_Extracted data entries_
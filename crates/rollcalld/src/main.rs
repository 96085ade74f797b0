use anyhow::{Context, Result};
use rollcall_core::analyzer::MODEL_PACK;
use rollcall_core::{
    DirectoryImageSource, EmbeddingStore, EnrollmentService, FaceAnalyzer, MatchingEngine,
};
use std::sync::Arc;
use tokio::net::TcpListener;
use tracing_subscriber::EnvFilter;

mod config;
mod engine;
mod http;

#[tokio::main]
async fn main() -> Result<()> {
    tracing_subscriber::fmt()
        .with_env_filter(EnvFilter::from_default_env())
        .init();

    tracing::info!("rollcalld starting");

    let config = config::Config::from_env().context("invalid configuration")?;
    let thresholds = config.thresholds();
    thresholds.validate().context("invalid threshold configuration")?;
    tracing::info!(
        model_dir = %config.model_dir.display(),
        register_dir = %config.register_dir.display(),
        identification = thresholds.identification,
        attendance = thresholds.attendance,
        floor = ?thresholds.floor,
        "configuration loaded"
    );

    let analyzer =
        FaceAnalyzer::load(&config.analyzer_options()).context("failed to load face models")?;

    let gate = config.quality_gate();
    let store = Arc::new(EmbeddingStore::new(config.embedding_dim));
    let handle = engine::spawn_engine(engine::Engine {
        detector: analyzer,
        matcher: MatchingEngine::new(Arc::clone(&store), gate, thresholds),
        enroller: EnrollmentService::new(Arc::clone(&store)),
        source: DirectoryImageSource::new(&config.register_dir),
    })?;

    if config.auto_register {
        match handle.enroll_all().await {
            Ok(report) => tracing::info!(
                attempted = report.attempted,
                enrolled = report.enrolled,
                failed = report.failures.len(),
                "auto-registration complete"
            ),
            Err(e) => tracing::error!(error = %e, "auto-registration failed"),
        }
    }
    if store.is_empty() {
        tracing::warn!("no identities enrolled, every face will be reported as Unknown");
    }

    let state = Arc::new(http::AppState {
        engine: handle,
        store,
        thresholds,
        gate,
        model: MODEL_PACK.to_string(),
    });
    let app = http::router(state, config.max_body_bytes);

    let listener = TcpListener::bind(config.bind_addr)
        .await
        .with_context(|| format!("failed to bind {}", config.bind_addr))?;
    tracing::info!(addr = %config.bind_addr, "rollcalld ready");

    axum::serve(listener, app)
        .with_graceful_shutdown(async {
            let _ = tokio::signal::ctrl_c().await;
            tracing::info!("rollcalld shutting down");
        })
        .await?;

    Ok(())
}
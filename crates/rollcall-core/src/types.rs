use image::RgbImage;
use serde::{Deserialize, Serialize};
use thiserror::Error;

/// Maximum deviation from 1.0 tolerated for the L2 norm of a unit embedding.
pub const NORM_TOLERANCE: f32 = 1e-4;

/// Axis-aligned face box in source-image pixel coordinates.
#[derive(Debug, Clone, Copy, PartialEq, Serialize, Deserialize)]
pub struct BoundingBox {
    pub x1: f32,
    pub y1: f32,
    pub x2: f32,
    pub y2: f32,
}

impl BoundingBox {
    pub fn new(x1: f32, y1: f32, x2: f32, y2: f32) -> Self {
        Self { x1, y1, x2, y2 }
    }

    pub fn width(&self) -> f32 {
        self.x2 - self.x1
    }

    pub fn height(&self) -> f32 {
        self.y2 - self.y1
    }

    /// Integer box with every coordinate truncated toward zero.
    pub fn pixel_bounds(&self) -> [i32; 4] {
        [
            self.x1.trunc() as i32,
            self.y1.trunc() as i32,
            self.x2.trunc() as i32,
            self.y2.trunc() as i32,
        ]
    }
}

/// Raw face embedding as produced by a detector (not necessarily unit length).
#[derive(Debug, Clone, PartialEq, Serialize, Deserialize)]
pub struct Embedding {
    pub values: Vec<f32>,
}

impl Embedding {
    pub fn new(values: Vec<f32>) -> Self {
        Self { values }
    }

    pub fn dim(&self) -> usize {
        self.values.len()
    }

    pub fn norm(&self) -> f32 {
        l2_norm(&self.values)
    }

    /// Scale to unit length. `None` if the norm is zero or not finite.
    pub fn normalize(&self) -> Option<UnitEmbedding> {
        UnitEmbedding::normalized(&self.values)
    }
}

/// Embedding with L2 norm ≈ 1.0, so the inner product is the cosine similarity.
#[derive(Debug, Clone, PartialEq, Serialize)]
pub struct UnitEmbedding(Vec<f32>);

impl UnitEmbedding {
    fn normalized(values: &[f32]) -> Option<Self> {
        let norm = l2_norm(values);
        if !norm.is_finite() || norm <= f32::EPSILON {
            return None;
        }
        Some(Self(values.iter().map(|v| v / norm).collect()))
    }

    /// Wrap values that are already unit length, rejecting anything outside
    /// [`NORM_TOLERANCE`].
    pub fn from_unit(values: Vec<f32>) -> Option<Self> {
        let norm = l2_norm(&values);
        ((norm - 1.0).abs() <= NORM_TOLERANCE).then_some(Self(values))
    }

    pub fn values(&self) -> &[f32] {
        &self.0
    }

    pub fn dim(&self) -> usize {
        self.0.len()
    }

    pub fn norm(&self) -> f32 {
        l2_norm(&self.0)
    }

    /// Cosine similarity in [-1, 1], computed as a plain inner product.
    pub fn similarity(&self, other: &UnitEmbedding) -> f32 {
        self.0.iter().zip(other.0.iter()).map(|(a, b)| a * b).sum()
    }

    /// Component-wise mean of `members`, re-normalized to unit length.
    ///
    /// Each member weighs the same regardless of where it came from.
    /// Returns `None` for an empty slice, mixed dimensions, or a mean that
    /// collapses to zero.
    pub fn centroid(members: &[UnitEmbedding]) -> Option<UnitEmbedding> {
        let dim = members.first()?.dim();
        if members.iter().any(|m| m.dim() != dim) {
            return None;
        }

        let mut sum = vec![0.0f32; dim];
        for member in members {
            for (acc, v) in sum.iter_mut().zip(member.values()) {
                *acc += v;
            }
        }
        let count = members.len() as f32;
        let mean: Vec<f32> = sum.into_iter().map(|v| v / count).collect();

        Self::normalized(&mean)
    }
}

fn l2_norm(values: &[f32]) -> f32 {
    values.iter().map(|v| v * v).sum::<f32>().sqrt()
}

/// One face reported by a [`Detector`].
#[derive(Debug, Clone, PartialEq, Serialize, Deserialize)]
pub struct Face {
    pub bbox: BoundingBox,
    /// Detector confidence in [0, 1].
    pub confidence: f32,
    /// Present only when the detector could extract one.
    pub embedding: Option<Embedding>,
}

#[derive(Error, Debug)]
pub enum DetectError {
    #[error("inference failed: {0}")]
    Inference(String),
}

/// Face detection and embedding capability.
///
/// Given an RGB frame, returns zero or more faces. The frame is borrowed
/// immutably; implementations own whatever inference state they need.
pub trait Detector {
    fn detect(&mut self, image: &RgbImage) -> Result<Vec<Face>, DetectError>;
}

impl<D: Detector + ?Sized> Detector for Box<D> {
    fn detect(&mut self, image: &RgbImage) -> Result<Vec<Face>, DetectError> {
        (**self).detect(image)
    }
}
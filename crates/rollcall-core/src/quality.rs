//! Face quality gate: size and sharpness checks on a detected face.
//!
//! A face is accepted when at least one of the two checks passes: a small but
//! sharp face and a large but blurry face both reach the matcher.

use crate::types::{BoundingBox, Face};
use image::RgbImage;

/// Minimum face width and height in pixels.
pub const MIN_FACE_SIZE: u32 = 50;
/// Minimum Laplacian variance of the face crop to count as sharp.
pub const BLUR_THRESHOLD: f64 = 50.0;

/// Outcome of both quality checks for one face.
#[derive(Debug, Clone, Copy, PartialEq, Eq)]
pub struct QualityVerdict {
    pub size_ok: bool,
    pub sharp: bool,
}

impl QualityVerdict {
    /// Number of passing checks (0..=2).
    pub fn score(&self) -> u8 {
        self.size_ok as u8 + self.sharp as u8
    }

    pub fn accepted(&self) -> bool {
        self.score() >= 1
    }
}

#[derive(Debug, Clone, Copy)]
pub struct QualityGate {
    min_size: u32,
    blur_threshold: f64,
}

impl Default for QualityGate {
    fn default() -> Self {
        Self::new(MIN_FACE_SIZE, BLUR_THRESHOLD)
    }
}

impl QualityGate {
    pub fn new(min_size: u32, blur_threshold: f64) -> Self {
        Self {
            min_size,
            blur_threshold,
        }
    }

    pub fn min_size(&self) -> u32 {
        self.min_size
    }

    pub fn blur_threshold(&self) -> f64 {
        self.blur_threshold
    }

    /// Accept or reject `face` as found in `image`.
    pub fn evaluate(&self, face: &Face, image: &RgbImage) -> bool {
        self.assess(&face.bbox, image).accepted()
    }

    pub fn assess(&self, bbox: &BoundingBox, image: &RgbImage) -> QualityVerdict {
        QualityVerdict {
            size_ok: self.check_size(bbox),
            sharp: self.check_sharpness(bbox, image),
        }
    }

    pub fn check_size(&self, bbox: &BoundingBox) -> bool {
        let [x1, y1, x2, y2] = bbox.pixel_bounds();
        let min = i64::from(self.min_size);
        i64::from(x2) - i64::from(x1) >= min && i64::from(y2) - i64::from(y1) >= min
    }

    /// False for an empty crop, otherwise Laplacian variance > threshold.
    pub fn check_sharpness(&self, bbox: &BoundingBox, image: &RgbImage) -> bool {
        match crop_luma(image, bbox) {
            Some((gray, w, h)) => laplacian_variance(&gray, w, h) > self.blur_threshold,
            None => false,
        }
    }
}

/// Crop the integer box (clamped to the image) and convert it to BT.601 luma.
///
/// Returns `None` when the clamped region has zero area.
fn crop_luma(image: &RgbImage, bbox: &BoundingBox) -> Option<(Vec<u8>, usize, usize)> {
    let [x1, y1, x2, y2] = bbox.pixel_bounds();
    let clamp_x = |v: i32| v.clamp(0, image.width() as i32) as u32;
    let clamp_y = |v: i32| v.clamp(0, image.height() as i32) as u32;
    let (x1, x2) = (clamp_x(x1), clamp_x(x2));
    let (y1, y2) = (clamp_y(y1), clamp_y(y2));

    if x2 <= x1 || y2 <= y1 {
        return None;
    }

    let w = (x2 - x1) as usize;
    let h = (y2 - y1) as usize;
    let mut gray = Vec::with_capacity(w * h);
    for y in y1..y2 {
        for x in x1..x2 {
            let [r, g, b] = image.get_pixel(x, y).0;
            let luma = 0.299 * r as f32 + 0.587 * g as f32 + 0.114 * b as f32;
            gray.push(luma.round().clamp(0.0, 255.0) as u8);
        }
    }
    Some((gray, w, h))
}

/// Reflect-101 border index (`dcb|abcd|cba`).
fn reflect_101(i: isize, n: usize) -> usize {
    if n == 1 {
        return 0;
    }
    let n = n as isize;
    let mut i = i;
    while i < 0 || i >= n {
        i = if i < 0 { -i } else { 2 * n - 2 - i };
    }
    i as usize
}

/// Variance of the 4-neighbour Laplacian response over a grayscale image.
///
/// Kernel `[0 1 0; 1 -4 1; 0 1 0]`, reflect-101 borders. Higher = sharper.
pub fn laplacian_variance(gray: &[u8], width: usize, height: usize) -> f64 {
    let n = width * height;
    if n == 0 || gray.len() < n {
        return 0.0;
    }

    let px = |x: isize, y: isize| -> f64 {
        gray[reflect_101(y, height) * width + reflect_101(x, width)] as f64
    };

    let mut sum = 0.0f64;
    let mut sum_sq = 0.0f64;
    for y in 0..height as isize {
        for x in 0..width as isize {
            let lap = px(x, y - 1) + px(x - 1, y) + px(x + 1, y) + px(x, y + 1) - 4.0 * px(x, y);
            sum += lap;
            sum_sq += lap * lap;
        }
    }

    let mean = sum / n as f64;
    (sum_sq / n as f64 - mean * mean).max(0.0)
}

#[cfg(test)]
mod tests {
    use super::*;
    use image::Rgb;

    /// 200x200 frame: uniform grey except a checkerboard in the top-left 100x100.
    fn test_frame() -> RgbImage {
        RgbImage::from_fn(200, 200, |x, y| {
            if x < 100 && y < 100 && (x + y) % 2 == 0 {
                Rgb([255, 255, 255])
            } else if x < 100 && y < 100 {
                Rgb([0, 0, 0])
            } else {
                Rgb([128, 128, 128])
            }
        })
    }

    fn face_at(x1: f32, y1: f32, x2: f32, y2: f32) -> Face {
        Face {
            bbox: BoundingBox::new(x1, y1, x2, y2),
            confidence: 0.9,
            embedding: None,
        }
    }

    #[test]
    fn test_laplacian_uniform_is_zero() {
        let gray = vec![77u8; 32 * 32];
        assert_eq!(laplacian_variance(&gray, 32, 32), 0.0);
    }

    #[test]
    fn test_laplacian_checkerboard_is_high() {
        let gray: Vec<u8> = (0..16 * 16)
            .map(|i| if (i % 16 + i / 16) % 2 == 0 { 255 } else { 0 })
            .collect();
        assert!(laplacian_variance(&gray, 16, 16) > 10_000.0);
    }

    #[test]
    fn test_laplacian_empty() {
        assert_eq!(laplacian_variance(&[], 0, 0), 0.0);
    }

    #[test]
    fn test_reflect_101() {
        assert_eq!(reflect_101(-1, 5), 1);
        assert_eq!(reflect_101(5, 5), 3);
        assert_eq!(reflect_101(2, 5), 2);
        assert_eq!(reflect_101(-1, 1), 0);
    }

    #[test]
    fn test_size_and_sharp_accepted() {
        let gate = QualityGate::default();
        let v = gate.assess(&face_at(0.0, 0.0, 80.0, 80.0).bbox, &test_frame());
        assert_eq!(v, QualityVerdict { size_ok: true, sharp: true });
        assert_eq!(v.score(), 2);
        assert!(v.accepted());
    }

    #[test]
    fn test_small_but_sharp_accepted() {
        let gate = QualityGate::default();
        let face = face_at(10.0, 10.0, 40.0, 40.0);
        let v = gate.assess(&face.bbox, &test_frame());
        assert_eq!(v, QualityVerdict { size_ok: false, sharp: true });
        assert!(gate.evaluate(&face, &test_frame()));
    }

    #[test]
    fn test_large_but_blurry_accepted() {
        let gate = QualityGate::default();
        let face = face_at(110.0, 110.0, 190.0, 190.0);
        let v = gate.assess(&face.bbox, &test_frame());
        assert_eq!(v, QualityVerdict { size_ok: true, sharp: false });
        assert!(gate.evaluate(&face, &test_frame()));
    }

    #[test]
    fn test_small_and_blurry_rejected() {
        let gate = QualityGate::default();
        let face = face_at(150.0, 150.0, 170.0, 170.0);
        let v = gate.assess(&face.bbox, &test_frame());
        assert_eq!(v, QualityVerdict { size_ok: false, sharp: false });
        assert!(!gate.evaluate(&face, &test_frame()));
    }

    #[test]
    fn test_empty_crop_is_not_sharp() {
        let gate = QualityGate::default();
        // Entirely outside the frame: crop is empty, size still passes.
        let outside = face_at(300.0, 300.0, 400.0, 400.0);
        let v = gate.assess(&outside.bbox, &test_frame());
        assert_eq!(v, QualityVerdict { size_ok: true, sharp: false });

        // Zero-area box: both fail.
        let degenerate = face_at(20.0, 20.0, 20.0, 20.0);
        assert!(!gate.evaluate(&degenerate, &test_frame()));
    }

    #[test]
    fn test_size_uses_truncated_bounds() {
        let gate = QualityGate::new(50, BLUR_THRESHOLD);
        // 0.9..50.5 truncates to 0..50 → width 50 passes.
        assert!(gate.check_size(&BoundingBox::new(0.9, 0.9, 50.5, 50.5)));
        // 1.0..50.9 truncates to 1..50 → width 49 fails.
        assert!(!gate.check_size(&BoundingBox::new(1.0, 1.0, 50.9, 50.9)));
    }
}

_EXERCISE BRIEF_
Report how many lines of the entries above contain the word "clamped", giving the number by itself.

_ANSWER SPACE_
2